Estonia, Financial Services, Legislation, Technology, USA

International Internet Magazine. Baltic States news & analytics Thursday, 25.04.2024, 22:51

Cybercriminal Tsastsin wants to serve sentence in Estonia, not USA

BC, Tallinn, 23.05.2016.Print version
Estonian computer specialist Vladimir Tsastsin, who was in April 2016 sentenced to prison for cybercrimes in the U.S., wants to serve the sentence in Estonia, informs LETA/BNS.

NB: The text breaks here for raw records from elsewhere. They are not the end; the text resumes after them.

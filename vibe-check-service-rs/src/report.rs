//! Generation stage: grounded summary and markdown report
//!
//! One completion combines the vision analysis with the retrieved passages.
//! The returned report is normalised so headings and paragraphs are always
//! separated, and rejected if a required section is missing.

use std::fmt::Write as _;
use std::sync::Arc;
use std::time::Duration;

use once_cell::sync::Lazy;
use regex::Regex;
use serde_json::{Map, Value};
use tokio::time::timeout;

use crate::error::{Result, VibeCheckError};
use crate::json_repair::decode_llm_object;
use crate::models::{GeneratedReport, KnowledgeSet, VisionAnalysis};
use crate::providers::TextGenerator;

/// Sections every report must contain, in order
pub const REQUIRED_SECTIONS: [&str; 6] = [
    "Emotional State Assessment",
    "Body Language Breakdown",
    "Behavioral Context",
    "Comfort & Well-being Level",
    "Scientific Backing",
    "Recommendations",
];

pub const MIN_SUMMARY_WORDS: usize = 5;
pub const MAX_SUMMARY_WORDS: usize = 15;

pub const SYSTEM_PROMPT: &str = "You are a warm, playful canine behavior expert writing for dog owners. \
Ground every claim in the analysis and reference passages you are given, and never invent sources. \
Always respond with a single JSON object and nothing else.";

static INLINE_HEADING: Lazy<Regex> = Lazy::new(|| Regex::new(r"(\S)[ \t]+(#{2,6}[ \t]+\S)").unwrap());
static HEADING_LINE: Lazy<Regex> = Lazy::new(|| Regex::new(r"^#{1,6}[ \t]+(.+?)[ \t#]*$").unwrap());
static EXCESS_BLANK_LINES: Lazy<Regex> = Lazy::new(|| Regex::new(r"\n{3,}").unwrap());

pub struct ReportGenerator {
    generator: Arc<dyn TextGenerator>,
    timeout: Duration,
}

impl ReportGenerator {
    pub fn new(generator: Arc<dyn TextGenerator>, timeout: Duration) -> Self {
        Self { generator, timeout }
    }

    pub async fn generate(&self, analysis: &VisionAnalysis, knowledge: &KnowledgeSet) -> Result<GeneratedReport> {
        let prompt = build_prompt(analysis, knowledge);

        let raw = match timeout(self.timeout, self.generator.generate(SYSTEM_PROMPT, &prompt)).await {
            Ok(Ok(raw)) => raw,
            Ok(Err(e)) => return Err(VibeCheckError::report(format!("model call failed: {}", e))),
            Err(_) => {
                return Err(VibeCheckError::report(format!(
                    "model call timed out after {}s",
                    self.timeout.as_secs()
                )))
            }
        };

        parse_report(&raw)
    }
}

/// User prompt: analysis, passages as one text block, then a numbered sources list
pub fn build_prompt(analysis: &VisionAnalysis, knowledge: &KnowledgeSet) -> String {
    let mut prompt = String::new();

    let _ = writeln!(prompt, "Vision analysis of the dog:");
    let _ = writeln!(prompt, "- Body language: {}", analysis.body_language);
    let _ = writeln!(prompt, "- Mood: {}", analysis.mood);
    let _ = writeln!(prompt, "- Behavior: {}", analysis.behavior);
    let _ = writeln!(prompt, "- Confidence: {:.2}", analysis.confidence);

    prompt.push_str("\nReference passages from the canine behavior knowledge base:\n");
    if knowledge.is_empty() {
        prompt.push_str("No reference passages were found.\n");
    } else {
        prompt.push_str(&knowledge.contents().join("\n\n"));
        prompt.push('\n');
    }

    prompt.push_str("\nSources:\n");
    let sources = knowledge.sources();
    if sources.is_empty() {
        prompt.push_str("No sources were found; do not cite any.\n");
    } else {
        for (i, source) in sources.iter().enumerate() {
            let _ = writeln!(prompt, "{}. {}", i + 1, source);
        }
    }

    prompt.push_str(
        "\nRespond with a JSON object with exactly two string fields:\n\
         \"short_summary\": one playful sentence of 5 to 15 words capturing the dog's vibe.\n\
         \"detailed_report\": a markdown report with these level-2 headings, in this order:\n",
    );
    for section in REQUIRED_SECTIONS {
        let _ = writeln!(prompt, "## {}", section);
    }
    prompt.push_str(
        "Put a blank line before and after every heading, keep each heading on its own line, \
         and never split a heading or paragraph across fields. Encode line breaks as \\n inside the JSON string.",
    );

    prompt
}

/// Decode, normalise and validate the model's report
pub fn parse_report(raw: &str) -> Result<GeneratedReport> {
    let object = decode_llm_object(raw)
        .map_err(|e| VibeCheckError::report(format!("unparsable report: {}", e)))?;

    let short_summary = normalize_summary(&required_text(&object, "short_summary")?)?;
    let detailed_report = normalize_markdown(&required_text(&object, "detailed_report")?);

    let missing = missing_sections(&detailed_report);
    if !missing.is_empty() {
        return Err(VibeCheckError::report(format!(
            "report is missing sections: {}",
            missing.join(", ")
        )));
    }

    Ok(GeneratedReport {
        short_summary,
        detailed_report,
    })
}

fn required_text(object: &Map<String, Value>, key: &str) -> Result<String> {
    object
        .get(key)
        .and_then(Value::as_str)
        .filter(|text| !text.trim().is_empty())
        .map(str::to_string)
        .ok_or_else(|| VibeCheckError::report(format!("report is missing \"{}\"", key)))
}

/// Collapse to one line and enforce the word-count bounds.
///
/// Summaries over the limit are cut to `MAX_SUMMARY_WORDS`; summaries under
/// `MIN_SUMMARY_WORDS` are rejected.
pub fn normalize_summary(summary: &str) -> Result<String> {
    let words: Vec<&str> = summary.split_whitespace().collect();

    if words.len() < MIN_SUMMARY_WORDS {
        return Err(VibeCheckError::report(format!(
            "short_summary has {} words, expected at least {}",
            words.len(),
            MIN_SUMMARY_WORDS
        )));
    }

    if words.len() > MAX_SUMMARY_WORDS {
        log::debug!("Truncating short_summary from {} words", words.len());
        let cut = words[..MAX_SUMMARY_WORDS].join(" ");
        return Ok(cut.trim_end_matches([',', ';', ':', '-']).trim_end().to_string());
    }

    Ok(words.join(" "))
}

/// Normalise model markdown: real newlines, headings on their own lines
/// surrounded by blank lines, no runs of blank lines
pub fn normalize_markdown(markdown: &str) -> String {
    let unescaped = markdown
        .replace("\\r\\n", "\n")
        .replace("\\n", "\n")
        .replace("\r\n", "\n")
        .replace('\r', "\n");
    let split = INLINE_HEADING.replace_all(&unescaped, "$1\n\n$2");

    let mut lines: Vec<&str> = Vec::new();
    let mut after_heading = false;

    for line in split.lines().map(str::trim_end) {
        let is_heading = HEADING_LINE.is_match(line.trim_start());

        if is_heading || (after_heading && !line.is_empty()) {
            if lines.last().is_some_and(|prev| !prev.is_empty()) {
                lines.push("");
            }
        }

        lines.push(if is_heading { line.trim_start() } else { line });
        if !line.is_empty() {
            after_heading = is_heading;
        }
    }

    let joined = lines.join("\n");
    EXCESS_BLANK_LINES
        .replace_all(&joined, "\n\n")
        .trim()
        .to_string()
}

/// Required sections with no matching heading
pub fn missing_sections(markdown: &str) -> Vec<&'static str> {
    let headings: Vec<String> = markdown
        .lines()
        .filter_map(|line| HEADING_LINE.captures(line.trim()))
        .filter_map(|caps| caps.get(1).map(|m| section_key(m.as_str())))
        .collect();

    REQUIRED_SECTIONS
        .iter()
        .copied()
        .filter(|section| {
            let wanted = section_key(section);
            !headings.iter().any(|heading| heading.contains(&wanted))
        })
        .collect()
}

fn section_key(title: &str) -> String {
    title
        .to_lowercase()
        .replace('&', "and")
        .chars()
        .filter(|c| c.is_alphanumeric())
        .collect()
}
//! OpenAI API client implementation
//!
//! Strongly-typed client for the OpenAI API covering chat completions
//! (text and image input) and embeddings.

mod models;
pub use models::*;

use std::collections::HashMap;
use std::time::{Duration, Instant};

use async_trait::async_trait;
use log::{debug, warn};
use reqwest::Client;
use serde::{de::DeserializeOwned, Serialize};

use crate::config::{OpenAIConfig, DEFAULT_PROVIDER};
use crate::core::{ClientMetrics, ServiceClient};
use crate::error::{Result, ServiceError};
use crate::resilience::{CircuitBreakerConfig, Resilience, RetryConfig};
use crate::services::common::{build_http_client, send_json, UserAgent};

const SERVICE_NAME: &str = "openai";

/// OpenAI API client
pub struct OpenAIClient {
    http_client: Client,
    config: OpenAIConfig,
    resilience: Resilience,
    metrics: ClientMetrics,
}

impl OpenAIClient {
    /// Create a new OpenAI client with custom configuration
    pub fn new_with_config(config: OpenAIConfig) -> Result<Self> {
        let http_client = build_http_client(
            Some(UserAgent::for_client("OpenAI-Client")),
            Some(Duration::from_secs(config.timeout_seconds)),
        )?;

        let resilience = Resilience::new(
            RetryConfig {
                max_retries: 2,
                initial_interval: Duration::from_millis(500),
                max_interval: Duration::from_secs(5),
                ..RetryConfig::default()
            },
            CircuitBreakerConfig {
                failure_threshold: 5,
                reset_timeout: Duration::from_secs(60),
                ..CircuitBreakerConfig::default()
            },
        );

        Ok(Self {
            http_client,
            config,
            resilience,
            metrics: ClientMetrics::new(),
        })
    }

    /// Create a new builder for the OpenAI client
    pub fn builder() -> OpenAIClientBuilder {
        OpenAIClientBuilder::default()
    }

    /// Send a chat completion request
    pub async fn chat_completion(&self, request: ChatCompletionRequest) -> Result<ChatCompletionResponse> {
        self.post_json("chat/completions", &request).await
    }

    /// Send a text embedding request
    pub async fn embeddings(&self, request: EmbeddingRequest) -> Result<EmbeddingResponse> {
        self.post_json("embeddings", &request).await
    }

    /// List available models
    pub async fn list_models(&self) -> Result<ListModelsResponse> {
        let url = self.url("models");
        self.resilience
            .execute(|| self.timed("models", self.authorized(self.http_client.get(&url))))
            .await
    }

    /// Run a chat completion and return the text of the first choice
    pub async fn complete(&self, request: ChatCompletionRequest) -> Result<String> {
        let response = self.chat_completion(request).await?;

        match response.first_content() {
            Some(content) if !content.trim().is_empty() => Ok(content.to_string()),
            Some(_) => Err(ServiceError::parsing("Empty completion response")),
            None => Err(ServiceError::parsing("No completion choices returned")),
        }
    }

    /// Generate an embedding for a single text
    pub async fn embed_text(&self, text: &str, model: &str) -> Result<Vec<f32>> {
        let request = EmbeddingRequest {
            model: model.to_string(),
            input: EmbeddingInput::String(text.to_string()),
            encoding_format: None,
            user: None,
        };

        let response = self.embeddings(request).await?;
        response
            .data
            .into_iter()
            .next()
            .map(|embedding| embedding.embedding)
            .filter(|vector| !vector.is_empty())
            .ok_or_else(|| ServiceError::parsing("No embeddings returned"))
    }

    fn url(&self, endpoint: &str) -> String {
        format!("{}/{}", self.config.base_url.trim_end_matches('/'), endpoint)
    }

    fn authorized(&self, builder: reqwest::RequestBuilder) -> reqwest::RequestBuilder {
        let builder = builder.bearer_auth(&self.config.api_key);
        match self.config.org_id {
            Some(ref org) => builder.header("OpenAI-Organization", org),
            None => builder,
        }
    }

    async fn post_json<T, R>(&self, endpoint: &str, body: &T) -> Result<R>
    where
        T: Serialize + Sync,
        R: DeserializeOwned,
    {
        let url = self.url(endpoint);
        let payload = serde_json::to_vec(body)
            .map_err(|e| ServiceError::validation(format!("Failed to serialize request: {}", e)))?;

        debug!("Sending request to OpenAI: POST {} ({} bytes)", url, payload.len());

        self.resilience
            .execute(|| {
                let request = self
                    .authorized(self.http_client.post(&url))
                    .header("Content-Type", "application/json")
                    .body(payload.clone());
                self.timed(endpoint, request)
            })
            .await
    }

    async fn timed<R>(&self, endpoint: &str, request: reqwest::RequestBuilder) -> Result<R>
    where
        R: DeserializeOwned,
    {
        let start = Instant::now();
        match send_json::<R>(SERVICE_NAME, endpoint, request).await {
            Ok((body, status)) => {
                self.metrics
                    .record_request(endpoint, status, start.elapsed().as_millis() as u64);
                Ok(body)
            }
            Err(err) => {
                self.metrics.record_error(endpoint);
                Err(err)
            }
        }
    }
}

#[async_trait]
impl ServiceClient for OpenAIClient {
    fn name(&self) -> &str {
        SERVICE_NAME
    }

    fn base_url(&self) -> &str {
        &self.config.base_url
    }

    async fn health_check(&self) -> Result<bool> {
        match self.list_models().await {
            Ok(_) => Ok(true),
            Err(e) => {
                warn!("OpenAI health check failed: {}", e);
                Ok(false)
            }
        }
    }

    fn metrics(&self) -> HashMap<String, String> {
        let mut metrics = self.metrics.snapshot();
        metrics.insert(
            "circuit_breaker".to_string(),
            self.resilience.circuit_breaker_status().to_string(),
        );
        metrics
    }
}

/// Builder for OpenAI client
#[derive(Default)]
pub struct OpenAIClientBuilder {
    config: Option<OpenAIConfig>,
    api_key: Option<String>,
    org_id: Option<String>,
    base_url: Option<String>,
    timeout_seconds: Option<u64>,
    retry_config: Option<RetryConfig>,
    circuit_breaker_config: Option<CircuitBreakerConfig>,
}

impl OpenAIClientBuilder {
    pub fn new() -> Self {
        Self::default()
    }

    /// Start from an already-loaded configuration instead of the environment
    pub fn config(mut self, config: OpenAIConfig) -> Self {
        self.config = Some(config);
        self
    }

    pub fn api_key(mut self, api_key: impl Into<String>) -> Self {
        self.api_key = Some(api_key.into());
        self
    }

    pub fn org_id(mut self, org_id: impl Into<String>) -> Self {
        self.org_id = Some(org_id.into());
        self
    }

    pub fn base_url(mut self, base_url: impl Into<String>) -> Self {
        self.base_url = Some(base_url.into());
        self
    }

    /// Set the timeout in seconds
    pub fn timeout(mut self, seconds: u64) -> Self {
        self.timeout_seconds = Some(seconds);
        self
    }

    pub fn retry(mut self, config: RetryConfig) -> Self {
        self.retry_config = Some(config);
        self
    }

    pub fn circuit_breaker(mut self, config: CircuitBreakerConfig) -> Self {
        self.circuit_breaker_config = Some(config);
        self
    }

    /// Build the OpenAI client
    pub fn build(self) -> Result<OpenAIClient> {
        let mut config = match self.config {
            Some(config) => config,
            None => OpenAIConfig::from_provider(&**DEFAULT_PROVIDER).unwrap_or_default(),
        };

        if let Some(api_key) = self.api_key {
            config.api_key = api_key;
        }

        if let Some(org_id) = self.org_id {
            config.org_id = Some(org_id);
        }

        if let Some(base_url) = self.base_url {
            config.base_url = base_url;
        }

        if let Some(timeout) = self.timeout_seconds {
            config.timeout_seconds = timeout;
        }

        crate::config::ServiceConfig::validate(&config)?;

        let mut client = OpenAIClient::new_with_config(config)?;

        if let Some(retry_config) = self.retry_config {
            client.resilience.configure_retry(retry_config);
        }

        if let Some(circuit_breaker_config) = self.circuit_breaker_config {
            client.resilience.configure_circuit_breaker(circuit_breaker_config);
        }

        Ok(client)
    }
}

Tsastsin has submitted to the Estonian Ministry of Justice a request to serve his sentence in Estonia. The court in Estonia has to decide whether the U.S. punishment can be added to the punishment imposed in Estonia. After that the materials will move back to the U.S. where the authorities will make a decision regarding the place where Tsastsin would serve his sentence.

 

At the end of April, Tsastsin was sentenced in New York to over seven years in prison for his role in a cyberscam that infected 4 million computers in over 100 countries. He has already served nearly five years of the sentence.

 

Computers infected in the U.S. included some belonging to government agencies, including NASA. Other infected computers were at educational institutions, nonprofit organizations and commercial businesses. Individuals were also affected.

 

Computers were infected with software that disabled anti-virus protections and steered users to other websites.

 

Tsastsin was extradited to the United States in October 2014 after a two-year probe by the FBI and Estonian authorities.

 

Last July Tsastsin pleaded guilty to conspiracy to commit computer intrusion and conspiracy to commit wire fraud, two of the 27 charges he had faced.

 

U.S. Attorney Preet Bharara said that Tsastsin and his co-conspirators made more than 14 million U.S. dollars through the scheme.

 

According to the summary of charges, Tsastsin developed and distributed from 2007 til November 2011 the malware called DNS Changer, which infected at least four million computers in around 100 countries. The malware was used to redirect web traffic to sites controlled by the ring, which usually displayed ads and generated millions of euros of revenue for its operators.

 

In the framework of the criminal case opened in Estonia Tsastsin was charged with establishing a criminal organization and with money laundering committed by a group on a large scale and at least for the second time.